→ Given entries:

++++++++

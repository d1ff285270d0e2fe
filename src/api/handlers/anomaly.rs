//! Anomaly endpoints: listing, detection, manual creation, resolution

use std::sync::Arc;

use axum::extract::{Path, Query, State};
use axum::Json;
use serde::{Deserialize, Serialize};
use utoipa::ToSchema;
use uuid::Uuid;

use crate::anomaly::{self, DetectParams, DetectionOutcome};
use crate::context::CoreContext;
use crate::error::CoreError;
use crate::store::anomalies::{self, NewAnomaly, RecentFilter};
use crate::types::{Anomaly, AnomalySeverity, AnomalyType, Scope};

use super::super::ApiResult;

// ============================================================================
// Listing
// ============================================================================

#[derive(Debug, Deserialize)]
pub struct RecentQuery {
    pub limit: Option<i64>,
    pub severity: Option<String>,
    pub hours: Option<i64>,
    pub machine_id: Option<String>,
}

/// GET /api/v1/anomaly/recent
#[utoipa::path(get, path = "/api/v1/anomaly/recent",
    params(
        ("limit" = Option<i64>, Query, description = "Max rows (default 50, cap 500)"),
        ("severity" = Option<String>, Query, description = "info | warning | critical"),
        ("hours" = Option<i64>, Query, description = "Only anomalies newer than this many hours"),
        ("machine_id" = Option<String>, Query, description = "Restrict to one machine")
    ),
    responses((status = 200, description = "Recent anomalies, newest first", body = Vec<Anomaly>)))]
pub async fn recent(
    State(ctx): State<Arc<CoreContext>>,
    Query(query): Query<RecentQuery>,
) -> ApiResult<Vec<Anomaly>> {
    let severity = query
        .severity
        .as_deref()
        .map(AnomalySeverity::parse)
        .transpose()?;

    let rows = anomalies::recent_anomalies(
        &ctx.pool,
        &RecentFilter {
            limit: query.limit.unwrap_or(50),
            severity,
            hours: query.hours,
            machine_id: query.machine_id,
        },
    )
    .await?;
    Ok(Json(rows))
}

/// GET /api/v1/anomaly/active
#[utoipa::path(get, path = "/api/v1/anomaly/active",
    responses((status = 200, description = "Unresolved anomalies", body = Vec<Anomaly>)))]
pub async fn active(State(ctx): State<Arc<CoreContext>>) -> ApiResult<Vec<Anomaly>> {
    Ok(Json(anomalies::active_anomalies(&ctx.pool).await?))
}

// ============================================================================
// Detection
// ============================================================================

#[derive(Debug, Deserialize, ToSchema)]
pub struct DetectRequest {
    /// Machine id or name.
    pub machine: String,
    pub energy_source: Option<String>,
    pub start_time: Option<String>,
    pub end_time: Option<String>,
    /// Append the baseline-deviation feature when a model is active.
    #[serde(default = "default_true")]
    pub use_baseline: bool,
}

fn default_true() -> bool {
    true
}

/// POST /api/v1/anomaly/detect
#[utoipa::path(post, path = "/api/v1/anomaly/detect",
    request_body = DetectRequest,
    responses(
        (status = 200, description = "Sweep result with newly inserted anomalies", body = DetectionOutcome),
        (status = 422, description = "Too few usable buckets in the window")
    ))]
pub async fn detect(
    State(ctx): State<Arc<CoreContext>>,
    Json(request): Json<DetectRequest>,
) -> ApiResult<DetectionOutcome> {
    let machine = super::resolve_machine(&ctx.pool, &request.machine).await?;
    let range = super::range_from_query(
        request.start_time.as_deref(),
        request.end_time.as_deref(),
        24,
    )?;

    let outcome = anomaly::detect(
        &ctx,
        &DetectParams {
            scope: Scope::Machine {
                machine_id: machine.id,
            },
            energy_source: Some(
                request
                    .energy_source
                    .unwrap_or_else(|| "electricity".to_string()),
            ),
            range,
            use_baseline: request.use_baseline,
        },
    )
    .await?;
    Ok(Json(outcome))
}

// ============================================================================
// Manual Creation
// ============================================================================

#[derive(Debug, Deserialize, ToSchema)]
pub struct CreateRequest {
    pub machine_id: String,
    pub detected_at: String,
    pub anomaly_type: AnomalyType,
    pub severity: AnomalySeverity,
    pub metric: String,
    pub actual: f64,
    pub expected: f64,
    #[serde(default)]
    pub confidence: f64,
}

#[derive(Debug, Serialize, ToSchema)]
pub struct CreateResponse {
    /// False when an identical (machine, time, type) row already existed.
    pub created: bool,
    pub anomaly: Option<Anomaly>,
}

/// POST /api/v1/anomaly/create — developer tool; same persist+publish path
/// as detection, including the (machine, detected_at, type) dedup.
#[utoipa::path(post, path = "/api/v1/anomaly/create",
    request_body = CreateRequest,
    responses((status = 200, description = "Insert outcome", body = CreateResponse)))]
pub async fn create(
    State(ctx): State<Arc<CoreContext>>,
    Json(request): Json<CreateRequest>,
) -> ApiResult<CreateResponse> {
    let machine = super::resolve_machine(&ctx.pool, &request.machine_id).await?;
    let detected_at = super::parse_timestamp(&request.detected_at, "detected_at")?;

    let inserted = anomaly::create_manual(
        &ctx,
        NewAnomaly {
            machine_id: machine.id,
            detected_at,
            anomaly_type: request.anomaly_type,
            severity: request.severity,
            metric: request.metric,
            actual: request.actual,
            expected: request.expected,
            confidence: request.confidence,
        },
    )
    .await?;

    Ok(Json(CreateResponse {
        created: inserted.is_some(),
        anomaly: inserted,
    }))
}

// ============================================================================
// Resolution
// ============================================================================

#[derive(Debug, Deserialize, ToSchema, Default)]
pub struct ResolveRequest {
    pub resolution_note: Option<String>,
}

/// PUT /api/v1/anomaly/{id}/resolve
///
/// Idempotent: resolving a resolved anomaly keeps the original timestamp
/// and note and still returns 200.
#[utoipa::path(put, path = "/api/v1/anomaly/{id}/resolve",
    params(("id" = String, Path, description = "Anomaly UUID")),
    request_body = ResolveRequest,
    responses(
        (status = 200, description = "The (now) resolved anomaly", body = Anomaly),
        (status = 404, description = "Unknown anomaly")
    ))]
pub async fn resolve(
    State(ctx): State<Arc<CoreContext>>,
    Path(id): Path<String>,
    body: Option<Json<ResolveRequest>>,
) -> ApiResult<Anomaly> {
    let id = Uuid::parse_str(&id)
        .map_err(|_| CoreError::BadRequest(format!("'{id}' is not a valid anomaly id")))?;
    let note = body.and_then(|Json(b)| b.resolution_note);

    let anomaly = anomalies::resolve_anomaly(&ctx.pool, id, note.as_deref())
        .await?
        .ok_or_else(|| CoreError::NotFound(format!("anomaly '{id}' not found")))?;
    Ok(Json(anomaly))
}
use crate::{PeerRole, Value};

/// One result-set column: name plus the store's declared type, if any.
#[derive(Clone, Debug, PartialEq, Eq)]
pub struct Column {
    pub name: String,
    pub decltype: Option<String>,
}

/// A fully-materialized, immutable query result.
///
/// Decoding happens once, eagerly, from the whole response body; reading a
/// result set performs no further network activity. Rows are addressable
/// forward and by random position.
#[derive(Clone, Debug, Default, PartialEq)]
pub struct ResultSet {
    columns: Vec<Column>,
    rows: Vec<Vec<Value>>,
    time: Option<f64>,
}

impl ResultSet {
    pub(crate) fn new(columns: Vec<Column>, rows: Vec<Vec<Value>>, time: Option<f64>) -> Self {
        Self {
            columns,
            rows,
            time,
        }
    }

    pub fn columns(&self) -> &[Column] {
        &self.columns
    }

    /// Number of rows.
    pub fn len(&self) -> usize {
        self.rows.len()
    }

    pub fn is_empty(&self) -> bool {
        self.rows.is_empty()
    }

    /// Store-reported execution time for this statement, in seconds.
    pub fn time(&self) -> Option<f64> {
        self.time
    }

    /// Position of a column by case-insensitive name.
    pub fn column_index(&self, name: &str) -> Option<usize> {
        self.columns
            .iter()
            .position(|col| col.name.eq_ignore_ascii_case(name))
    }

    /// Random positional access to one row.
    pub fn row(&self, index: usize) -> Option<Row<'_>> {
        self.rows.get(index).map(|values| Row {
            columns: &self.columns,
            values,
        })
    }

    pub fn rows(&self) -> impl Iterator<Item = Row<'_>> {
        self.rows.iter().map(|values| Row {
            columns: &self.columns,
            values,
        })
    }
}

/// Borrowed view of one row, aligned 1:1 with the result set's columns.
#[derive(Clone, Copy, Debug)]
pub struct Row<'a> {
    columns: &'a [Column],
    values: &'a [Value],
}

impl<'a> Row<'a> {
    /// Value at a column position.
    pub fn get(&self, index: usize) -> Option<&'a Value> {
        self.values.get(index)
    }

    /// Value by case-insensitive column name.
    pub fn get_named(&self, name: &str) -> Option<&'a Value> {
        let index = self
            .columns
            .iter()
            .position(|col| col.name.eq_ignore_ascii_case(name))?;
        self.values.get(index)
    }

    pub fn get_i64(&self, name: &str) -> Option<i64> {
        match self.get_named(name)? {
            Value::Integer(value) => Some(*value),
            _ => None,
        }
    }

    pub fn get_f64(&self, name: &str) -> Option<f64> {
        match self.get_named(name)? {
            Value::Real(value) => Some(*value),
            _ => None,
        }
    }

    pub fn get_text(&self, name: &str) -> Option<&'a str> {
        match self.get_named(name)? {
            Value::Text(value) => Some(value.as_str()),
            _ => None,
        }
    }

    pub fn get_blob(&self, name: &str) -> Option<&'a [u8]> {
        match self.get_named(name)? {
            Value::Blob(value) => Some(value.as_slice()),
            _ => None,
        }
    }

    pub fn get_bool(&self, name: &str) -> Option<bool> {
        match self.get_named(name)? {
            Value::Boolean(value) => Some(*value),
            _ => None,
        }
    }

    pub fn values(&self) -> &'a [Value] {
        self.values
    }
}

/// Write metadata for one executed statement.
#[derive(Clone, Debug, Default, PartialEq)]
pub struct ExecOutcome {
    pub rows_affected: u64,
    pub last_insert_id: Option<i64>,
    /// Store-reported execution time in seconds.
    pub time: Option<f64>,
}

/// Per-statement outcome of a batch, positionally aligned with the request.
///
/// A statement-level SQL failure does not fail the whole batch; callers see
/// exactly which member failed and what the others produced.
#[derive(Clone, Debug, PartialEq)]
pub enum StatementOutcome {
    Rows(ResultSet),
    Exec(ExecOutcome),
    SqlError {
        /// Index of the failing statement in the batch.
        index: usize,
        /// Store message, verbatim.
        message: String,
    },
}

/// One cluster member as reported by the discovery endpoint.
#[derive(Clone, Debug, PartialEq, Eq)]
pub struct NodeInfo {
    pub id: String,
    pub api_addr: String,
    pub role: PeerRole,
    pub reachable: bool,
}

#[cfg(test)]
mod tests {
    use super::{Column, ResultSet};
    use crate::Value;

    fn sample() -> ResultSet {
        ResultSet::new(
            vec![
                Column {
                    name: "id".to_owned(),
                    decltype: Some("integer".to_owned()),
                },
                Column {
                    name: "name".to_owned(),
                    decltype: Some("text".to_owned()),
                },
            ],
            vec![
                vec![Value::Integer(1), Value::Text("fiona".to_owned())],
                vec![Value::Integer(2), Value::Null],
            ],
            None,
        )
    }

    #[test]
    fn positional_and_named_access_agree() {
        let set = sample();
        let row = set.row(1).expect("row 1 exists");
        assert_eq!(row.get(0), Some(&Value::Integer(2)));
        assert_eq!(row.get_named("ID"), Some(&Value::Integer(2)));
        assert_eq!(row.get_named("name"), Some(&Value::Null));
        assert!(set.row(2).is_none());
    }

    #[test]
    fn typed_getters_filter_by_variant() {
        let set = sample();
        let row = set.row(0).expect("row 0 exists");
        assert_eq!(row.get_i64("id"), Some(1));
        assert_eq!(row.get_text("name"), Some("fiona"));
        assert_eq!(row.get_f64("id"), None);
    }

    #[test]
    fn iteration_preserves_order() {
        let set = sample();
        let ids: Vec<i64> = set.rows().filter_map(|r| r.get_i64("id")).collect();
        assert_eq!(ids, vec![1, 2]);
    }
}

++++++++

→ Goal of the exercise:
For each line of the listing that holds the word "NewAnomaly", show that line.

→ Exercise answer:
use crate::store::anomalies::{self, NewAnomaly, RecentFilter};
        NewAnomaly {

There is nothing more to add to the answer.